We have enough ships on the Great Lakes to handle all of the foreign commerce and more, too, even without sharing it with the ships of Canadian registry. We also have adequate shipping service on all routes on the Lakes now established or that can be established at any time in the future.
Second. Under treaty with Great Britain, neither country may maintain a navy on the Lakes; therefore we need no naval auxiliary, but we have it if a naval auxiliary is required.
Third. The United States fleet, which is the major fleet on the Lakes, is owned and operated by citizens of the United States and, so far as I know, has never called upon the Government for a loan and does not, and cannot under the provisions of the bill, receive any benefits from mail contracts.
Fourth. Ship construction and port facilities have gone hand in hand in providing the most up-to-date and most expeditious shipping facilities in the world; and the ships are modernly equipped, safe as human ingenuity can make them, of types best suited to the trades, and manned by skilled officers and seamen; and the percentage of citizen personnel naturally is high, for geographical reasons.
The benefits to the merchant marine, as proposed in title III, apply only to ocean-mail routes and ocean-mail contracts; and those of title V are extended to vessels engaged in the foreign commerce. The ships on the Great Lakes operate to a comparatively small extent in Canadian trade, many of them not at all. We have no problems that call for the benefits, the investigation, the regimentation, nor the directive features of this bill.
The Shipping Act of 1916, the Merchant Marine Act of 1920, the Merchant Marine Act of 1928 are not applicable to the Great Lakes trade except as to common carriers, and the Intercoastal Act of 1933 is, of course, not applicable at all. The provisions of titles VI and VII are therefore not applicable to the bulk freight trades of the Great Lakes, except as to section 702, relating to the interrelation of rail and water traffic. In the bulk movements of iron ore, grain, and limestone, there is no community of interest between the rails and the ships.
Under these circumstances we believe that it is not the intention of the President, nor of the Congress, nor of the authors of the bill to provide for shipping on the Great Lakes the benefits desired to be provided for the merchant marine, and that therefore the Great Lakes should not be subject to the inhibitions and exactions imposed by the bill.
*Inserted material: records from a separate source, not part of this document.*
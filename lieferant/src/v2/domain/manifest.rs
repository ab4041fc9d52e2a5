use serde::Deserialize;

use crate::error::Error;
use crate::v2::transport::Response;

const DIGEST_HEADER: &str = "Docker-Content-Digest";

/// A single filesystem layer reference: the content digest of
/// its blob and the legacy id from the layer's v1 compatibility
/// metadata.
#[derive(Clone, Debug, PartialEq)]
pub struct FileSystemLayerInfo {
    pub blob_sum: String,
    pub layer_id: String,
}

/// A decoded [image manifest](https://docs.docker.com/registry/spec/manifest-v2-1/),
/// schema 1 style. Layers keep the source order of the
/// `fsLayers` array, topmost first.
#[derive(Clone, Debug)]
pub struct Manifest {
    pub name: String,
    pub digest: String,
    pub layers: Vec<FileSystemLayerInfo>,
}

#[derive(Deserialize)]
struct RawManifest {
    name: String,
    #[serde(rename = "fsLayers")]
    fs_layers: Vec<RawLayer>,
    history: Vec<RawHistory>,
}

#[derive(Deserialize)]
struct RawLayer {
    #[serde(rename = "blobSum")]
    blob_sum: String,
}

#[derive(Deserialize)]
struct RawHistory {
    #[serde(rename = "v1Compatibility")]
    v1_compatibility: String,
}

/// `v1Compatibility` is JSON embedded in a JSON string; it is
/// decoded as a separate step, never as part of the outer
/// schema.
#[derive(Deserialize)]
struct RawCompatibility {
    id: String,
}

impl Manifest {
    /// Decodes a manifest response. The digest comes from the
    /// `Docker-Content-Digest` header, everything else from the
    /// body. Nothing partial is ever returned.
    #[fehler::throws]
    pub(crate) fn decode(response: &Response) -> Self {
        let digest =
            response.headers.get(DIGEST_HEADER).ok_or_else(|| {
                Error::MalformedManifest(
                    "Docker-Content-Digest header missing in response"
                        .into(),
                )
            })?;

        let digest = digest.to_str().map_err(|_| {
            Error::MalformedManifest(
                "Docker-Content-Digest header is not valid UTF-8".into(),
            )
        })?;

        if digest.is_empty() {
            fehler::throw!(Error::MalformedManifest(
                "Docker-Content-Digest header is empty".into()
            ));
        }

        let raw: RawManifest = serde_json::from_slice(&response.body)
            .map_err(|err| {
                Error::MalformedManifest(format!(
                    "failed to decode response body: {}",
                    err
                ))
            })?;

        if raw.name.is_empty() {
            fehler::throw!(Error::MalformedManifest(
                "\"name\" is empty".into()
            ));
        }

        if raw.history.len() != raw.fs_layers.len() {
            fehler::throw!(Error::MalformedManifest(format!(
                "\"history\" and \"fsLayers\" count mismatch: {} != {}",
                raw.history.len(),
                raw.fs_layers.len(),
            )));
        }

        let layers = raw
            .fs_layers
            .into_iter()
            .zip(raw.history)
            .enumerate()
            .map(|(index, (layer, history))| {
                let compatibility: RawCompatibility =
                    serde_json::from_str(&history.v1_compatibility)
                        .map_err(|err| {
                            Error::MalformedManifest(format!(
                                "failed to decode v1 compatibility for \
                                 layer {}: {}",
                                index, err
                            ))
                        })?;

                if layer.blob_sum.is_empty() {
                    return Err(Error::MalformedManifest(format!(
                        "\"blobSum\" is empty for layer {}",
                        index
                    )));
                }

                if compatibility.id.is_empty() {
                    return Err(Error::MalformedManifest(format!(
                        "\"id\" is empty for layer {}",
                        index
                    )));
                }

                Ok(FileSystemLayerInfo {
                    blob_sum: layer.blob_sum,
                    layer_id: compatibility.id,
                })
            })
            .collect::<Result<Vec<_>, _>>()?;

        Self {
            name: raw.name,
            digest: digest.into(),
            layers,
        }
    }
}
Title VIII of the bill proposes certain legislation with reference to seamen. While we concur in principle with some of the provisions of title VIII, we recognize in some of them heavy and, we believe, unwise burdens upon American shipping.
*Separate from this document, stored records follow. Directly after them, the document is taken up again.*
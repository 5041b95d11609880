//! Dense convex-model backend.
//!
//! [`DenseModel`] implements the `Model` capability over slot pools:
//! variables and rows live in free-listed slots so handles stay stable
//! while per-iteration auxiliaries come and go. `optimize` assembles the
//! staged objective and rows into dense matrices and runs the ADMM
//! solver, warm-starting from the previous solution.

use std::fs::File;
use std::io::Write;
use std::path::Path;

use nalgebra::{DMatrix, DVector};
use sqp_core::{AffExpr, Cnt, CvxStatus, Model, QuadExpr, Var};

use crate::admm::{solve_qp, AdmmSettings, AdmmStatus};

#[derive(Debug)]
struct VarSlot {
    name: String,
    lower: f64,
    upper: f64,
    value: f64,
    live: bool,
}

#[derive(Debug, Clone, Copy, PartialEq, Eq)]
enum RowKind {
    Eq,
    Ineq,
}

#[derive(Debug)]
struct RowSlot {
    expr: AffExpr,
    kind: RowKind,
    live: bool,
}

/// Dense QP backend with free-listed variable and row pools.
#[derive(Debug, Default)]
pub struct DenseModel {
    vars: Vec<VarSlot>,
    free_vars: Vec<usize>,
    rows: Vec<RowSlot>,
    free_rows: Vec<usize>,
    objective: QuadExpr,
    settings: AdmmSettings,
}

impl DenseModel {
    /// Backend with default ADMM settings.
    pub fn new() -> Self {
        Self::with_settings(AdmmSettings::default())
    }

    /// Backend with explicit ADMM settings.
    pub fn with_settings(settings: AdmmSettings) -> Self {
        Self {
            vars: Vec::new(),
            free_vars: Vec::new(),
            rows: Vec::new(),
            free_rows: Vec::new(),
            objective: QuadExpr::new(),
            settings,
        }
    }

    /// Live variable count.
    pub fn num_live_vars(&self) -> usize {
        self.vars.iter().filter(|v| v.live).count()
    }

    /// Live row count.
    pub fn num_live_rows(&self) -> usize {
        self.rows.iter().filter(|r| r.live).count()
    }

    /// Total allocated variable slots (live or free).
    pub fn num_var_slots(&self) -> usize {
        self.vars.len()
    }

    fn add_row(&mut self, expr: AffExpr, kind: RowKind) -> Cnt {
        if let Some(slot) = self.free_rows.pop() {
            self.rows[slot] = RowSlot { expr, kind, live: true };
            Cnt::from_index(slot)
        } else {
            self.rows.push(RowSlot { expr, kind, live: true });
            Cnt::from_index(self.rows.len() - 1)
        }
    }

    /// Map live slots to dense columns. Returns per-slot column indices
    /// and the ordered slot list.
    fn column_map(&self) -> (Vec<Option<usize>>, Vec<usize>) {
        let mut col_of = vec![None; self.vars.len()];
        let mut slots = Vec::new();
        for (i, v) in self.vars.iter().enumerate() {
            if v.live {
                col_of[i] = Some(slots.len());
                slots.push(i);
            }
        }
        (col_of, slots)
    }
}

impl Model for DenseModel {
    fn add_var(&mut self, name: &str, lb: f64, ub: f64) -> Var {
        let slot = VarSlot {
            name: name.to_string(),
            lower: lb,
            upper: ub,
            value: 0.0_f64.clamp(lb, ub),
            live: true,
        };
        if let Some(idx) = self.free_vars.pop() {
            self.vars[idx] = slot;
            Var::from_index(idx)
        } else {
            self.vars.push(slot);
            Var::from_index(self.vars.len() - 1)
        }
    }

    fn add_eq_cnt(&mut self, expr: AffExpr) -> Cnt {
        self.add_row(expr, RowKind::Eq)
    }

    fn add_ineq_cnt(&mut self, expr: AffExpr) -> Cnt {
        self.add_row(expr, RowKind::Ineq)
    }

    fn remove_vars(&mut self, vars: &[Var]) {
        for v in vars {
            if self.vars[v.index()].live {
                self.vars[v.index()].live = false;
                self.free_vars.push(v.index());
            }
        }
    }

    fn remove_cnts(&mut self, cnts: &[Cnt]) {
        for c in cnts {
            if self.rows[c.index()].live {
                self.rows[c.index()].live = false;
                self.free_rows.push(c.index());
            }
        }
    }

    fn vars(&self) -> Vec<Var> {
        self.vars
            .iter()
            .enumerate()
            .filter(|(_, v)| v.live)
            .map(|(i, _)| Var::from_index(i))
            .collect()
    }

    fn set_var_bounds(&mut self, vars: &[Var], lower: &[f64], upper: &[f64]) {
        for (i, v) in vars.iter().enumerate() {
            self.vars[v.index()].lower = lower[i];
            self.vars[v.index()].upper = upper[i];
        }
    }

    fn set_objective(&mut self, obj: &QuadExpr) {
        self.objective = obj.clone();
    }

    fn update(&mut self) {}

    fn optimize(&mut self) -> CvxStatus {
        let (col_of, slots) = self.column_map();
        let n = slots.len();
        if n == 0 {
            return CvxStatus::Solved;
        }

        // Objective: 1/2 x'Px + q'x from the staged quadratic. Product
        // terms carry no implicit 1/2, so diagonal entries double.
        let mut p = DMatrix::zeros(n, n);
        let mut q = DVector::zeros(n);
        for k in 0..self.objective.coeffs.len() {
            let c = self.objective.coeffs[k];
            let (i, j) = match (
                col_of[self.objective.vars1[k].index()],
                col_of[self.objective.vars2[k].index()],
            ) {
                (Some(i), Some(j)) => (i, j),
                _ => {
                    log::warn!("objective references a removed variable");
                    return CvxStatus::Failed;
                }
            };
            if i == j {
                p[(i, i)] += 2.0 * c;
            } else {
                p[(i, j)] += c;
                p[(j, i)] += c;
            }
        }
        for (c, v) in self
            .objective
            .affine
            .coeffs
            .iter()
            .zip(self.objective.affine.vars.iter())
        {
            match col_of[v.index()] {
                Some(i) => q[i] += c,
                None => {
                    log::warn!("objective references a removed variable");
                    return CvxStatus::Failed;
                }
            }
        }

        // Rows: staged affine rows first, then one box row per variable.
        let live_rows: Vec<&RowSlot> = self.rows.iter().filter(|r| r.live).collect();
        let m = live_rows.len() + n;
        let mut a = DMatrix::zeros(m, n);
        let mut l = DVector::zeros(m);
        let mut u = DVector::zeros(m);
        for (r, row) in live_rows.iter().enumerate() {
            for (c, v) in row.expr.coeffs.iter().zip(row.expr.vars.iter()) {
                match col_of[v.index()] {
                    Some(i) => a[(r, i)] += c,
                    None => {
                        log::warn!("row references a removed variable");
                        return CvxStatus::Failed;
                    }
                }
            }
            match row.kind {
                RowKind::Eq => {
                    l[r] = -row.expr.constant;
                    u[r] = -row.expr.constant;
                }
                RowKind::Ineq => {
                    l[r] = f64::NEG_INFINITY;
                    u[r] = -row.expr.constant;
                }
            }
        }
        for (i, &slot) in slots.iter().enumerate() {
            let r = live_rows.len() + i;
            a[(r, i)] = 1.0;
            l[r] = self.vars[slot].lower;
            u[r] = self.vars[slot].upper;
        }

        let x0 = DVector::from_iterator(n, slots.iter().map(|&s| self.vars[s].value));

        let sol = solve_qp(&p, &q, &a, &l, &u, &x0, &self.settings);
        match sol.status {
            AdmmStatus::Solved => {
                for (i, &slot) in slots.iter().enumerate() {
                    self.vars[slot].value = sol.x[i];
                }
                CvxStatus::Solved
            }
            AdmmStatus::MaxIterations => {
                log::warn!("admm hit the iteration cap without converging");
                CvxStatus::Failed
            }
            AdmmStatus::NumericalError => {
                log::warn!("admm KKT factorization failed");
                CvxStatus::Failed
            }
        }
    }

    fn var_values(&self, vars: &[Var]) -> Vec<f64> {
        vars.iter().map(|v| self.vars[v.index()].value).collect()
    }

    fn write_to_file(&self, path: &Path) -> std::io::Result<()> {
        let mut f = File::create(path)?;
        writeln!(f, "minimize")?;
        for (c, v) in self
            .objective
            .affine
            .coeffs
            .iter()
            .zip(self.objective.affine.vars.iter())
        {
            writeln!(f, "  {:+} {}", c, self.vars[v.index()].name)?;
        }
        for k in 0..self.objective.coeffs.len() {
            writeln!(
                f,
                "  {:+} {} * {}",
                self.objective.coeffs[k],
                self.vars[self.objective.vars1[k].index()].name,
                self.vars[self.objective.vars2[k].index()].name,
            )?;
        }
        writeln!(f, "subject to")?;
        for (r, row) in self.rows.iter().enumerate().filter(|(_, r)| r.live) {
            let terms: Vec<String> = row
                .expr
                .coeffs
                .iter()
                .zip(row.expr.vars.iter())
                .map(|(c, v)| format!("{:+} {}", c, self.vars[v.index()].name))
                .collect();
            let rel = match row.kind {
                RowKind::Eq => "=",
                RowKind::Ineq => "<=",
            };
            writeln!(f, "  r{}: {} {} {}", r, terms.join(" "), rel, -row.expr.constant)?;
        }
        writeln!(f, "bounds")?;
        for v in self.vars.iter().filter(|v| v.live) {
            writeln!(f, "  {} <= {} <= {}", v.lower, v.name, v.upper)?;
        }
        Ok(())
    }
}

#[cfg(test)]
mod tests {
    use super::*;

    #[test]
    fn test_slot_reuse_after_removal() {
        let mut m = DenseModel::new();
        let a = m.add_var("a", -1.0, 1.0);
        let b = m.add_var("b", 0.0, f64::INFINITY);
        assert_eq!(m.num_live_vars(), 2);

        m.remove_vars(&[b]);
        assert_eq!(m.num_live_vars(), 1);

        let c = m.add_var("c", 0.0, 2.0);
        // Freed slot gets reused; the pool does not grow.
        assert_eq!(c.index(), b.index());
        assert_eq!(m.num_var_slots(), 2);
        assert_eq!(m.vars(), vec![a, c]);
    }

    #[test]
    fn test_quadratic_bowl_through_model_interface() {
        // min (v - 3)^2, v in [-10, 10].
        let mut m = DenseModel::new();
        let v = m.add_var("v", -10.0, 10.0);

        let mut aff = AffExpr::constant(-3.0);
        aff.add_term(1.0, v);
        m.set_objective(&QuadExpr::square_of(&aff));

        assert_eq!(m.optimize(), CvxStatus::Solved);
        let vals = m.var_values(&[v]);
        assert!((vals[0] - 3.0).abs() < 1e-5, "v = {}", vals[0]);
    }

    #[test]
    fn test_equality_row_through_model_interface() {
        // min a^2 + b^2 s.t. a + b = 1: optimum (0.5, 0.5).
        let mut m = DenseModel::new();
        let a = m.add_var("a", -5.0, 5.0);
        let b = m.add_var("b", -5.0, 5.0);

        let mut obj = QuadExpr::new();
        obj.add_quad_term(1.0, a, a);
        obj.add_quad_term(1.0, b, b);
        m.set_objective(&obj);

        let mut row = AffExpr::constant(-1.0);
        row.add_term(1.0, a);
        row.add_term(1.0, b);
        m.add_eq_cnt(row);

        assert_eq!(m.optimize(), CvxStatus::Solved);
        let vals = m.var_values(&[a, b]);
        assert!((vals[0] - 0.5).abs() < 1e-5);
        assert!((vals[1] - 0.5).abs() < 1e-5);
    }

    #[test]
    fn test_ineq_row_hinge_shape() {
        // min h  s.t.  v - h <= 0, h >= 0, v fixed at 2 via bounds:
        // h must come out at the hinge value 2.
        let mut m = DenseModel::new();
        let v = m.add_var("v", 2.0, 2.0);
        let h = m.add_var("h", 0.0, f64::INFINITY);

        let mut obj = QuadExpr::new();
        obj.affine.add_term(1.0, h);
        m.set_objective(&obj);

        let mut row = AffExpr::new();
        row.add_term(1.0, v);
        row.add_term(-1.0, h);
        m.add_ineq_cnt(row);

        assert_eq!(m.optimize(), CvxStatus::Solved);
        let vals = m.var_values(&[h]);
        assert!((vals[0] - 2.0).abs() < 1e-5, "h = {}", vals[0]);
    }

    #[test]
    fn test_write_to_file_smoke() {
        let mut m = DenseModel::new();
        let v = m.add_var("v", -1.0, 1.0);
        let mut row = AffExpr::constant(-0.5);
        row.add_term(1.0, v);
        m.add_ineq_cnt(row);

        let path = std::env::temp_dir().join("sqp_dense_model_dump.lp");
        m.write_to_file(&path).unwrap();
        let text = std::fs::read_to_string(&path).unwrap();
        assert!(text.contains("subject to"));
        assert!(text.contains("<= 0.5"));
        let _ = std::fs::remove_file(&path);
    }
}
The requirements of section 802 I believe to be impracticable and obstructive. The shipping interests are as anxious as the Government to have able seamen in fact as well as in name. The officers of the ships are more interested than anyone else in having real, efficient, trained, able seamen; but in these days of steam and motor vessels, seamanship is not what it was in the days of sail, and the lack of leadership in the Morro Castle should not be laid at the door of the sailors. Whether they were trained seamen or not, the testimony, as I read it, pointed the finger of blame to the officers rather than to the sailors.
There is so little of real seamanship required on a Great Lakes steam vessel that any officer of a lake ship could teach any average youth, in 3 months aboard a ship, anything he needs to know.
The present requirement of 18 months on deck as a prerequisite for able seaman's certificate is in itself a serious handicap in attracting to ships the kind of material desired and is the real reason for so much fraud in the procuring of certificates. To serve 18 months on deck means to serve three seasons on the Lakes. Now, to add the further requirement that with all this training in practice a seaman must go to school in order to obtain an able seaman's rating and certificate is not helping us to obtain real seaman but is putting a stumbling block in the way of our doing so. If this section is permitted to remain in the bill, then the law requiring 18 months' service as ordinary seaman should be repealed, as this provision makes the school certificate and not the man's experience the prerequisite for an able seaman's certificate.
Section 805 does not fit in with the operations of shipping on the Great Lakes. As stated to this committee last week, we have no commissioners on the Lakes and no United States consuls at Canadian ports, so the requirements of the bill as written cannot be carried out, and due to the rapid turn-around of our ships in port, it is not possible to pay off, sign on, make the elaborate entries contemplated in the discharge book before a commissioner or any other person designated to act as a commissioner.
We favor the use of discharge books, and there would be no difficulty in the Secretary of Commerce finding a suitable agency to issue books to the lake sailors, but the delay to shipping if the hiring, discharging, and recording are to be done in the presence of any shore agency would result in the serious disorganization of the present efficient lake operation.
This question of commissioners on the Lakes has been under discussion for a number of years, and no man has as yet been able to estimate with any assurance of accuracy what the cost of delays would be if the hiring, discharging, and recording were done in the presence of commissioners. The estimates have been mere guesses, but the most frequent guess has been that it would slow up oper ations one-third. 'On that basis I make the following rough calculation on the basis of a normal season's movement of the four principal commodities : Iron ore, 50,000,000 tons, at 70 cents.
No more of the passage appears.